There is commercial support out there for those products.
People seems to refuse to believe this.
Yes, they should have to suffer. Suffering is the single best catalyst for change - take a look through history.
There's a simple, though sometimes painful, solution: don't feed the apathy, red tape, and status quo. Just walk away from employers with draconian, nonsensical policies. Today I use the tools I want. I work smarter, faster, and happier. Sure, you may lose some friends, have to relocate, etc., but you'll survive :)
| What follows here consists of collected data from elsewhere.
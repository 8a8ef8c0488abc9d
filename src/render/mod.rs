//! Rendering: pure layout math plus 2D canvas painters
//!
//! `layout` computes where everything goes and is fully testable without a
//! drawing surface; `canvas` (wasm only) pushes that layout through a
//! `CanvasRenderingContext2d`.

#[cfg(target_arch = "wasm32")]
pub mod canvas;
pub mod layout;

pub use layout::{Glyph, polygon_points, tornado_glyphs};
The fact that Microsoft has been unwilling to say no to customers for a long period of time has caused this situation, not the other way around. <<
Isn't that exactly the point? Microsoft is a business and anything they can do to make their platform and tools more attractive over their competitor is Microsoft's business. If that means they duplicate OSS because that makes it easier for them to sell into certain organizations, then from a shareholder point of view, that's what they should do.
I think the best we can expect and certainly should push Microsoft towards is to have them build their solutions pluggable and make their implementations merely the default implementation that we can replace. Sure, most companies will stick with the default, because it is considered the gospel, but at least we get the choice to fight th battles for what we think is better one shop at a time.
GAH. That's exactly how I felt when this issue came up at the DotNetRocks show.
For once, I want Microsoft to actively recognize an open source tool as a viable choice. I want them to say "you know what, we recognize that such-and-such does a pretty good job. We won't try to buy it, we won't try to write our own implementation. We'll just let the community provide for itself".
This isn't about profit, since most of MS's own implementations usually don't sell by themselves, you get them with the framework/studio/server/whatever.
This is, IMO, the only way in which the .NET platform would gain the popularity and widespread use that Java enjoys.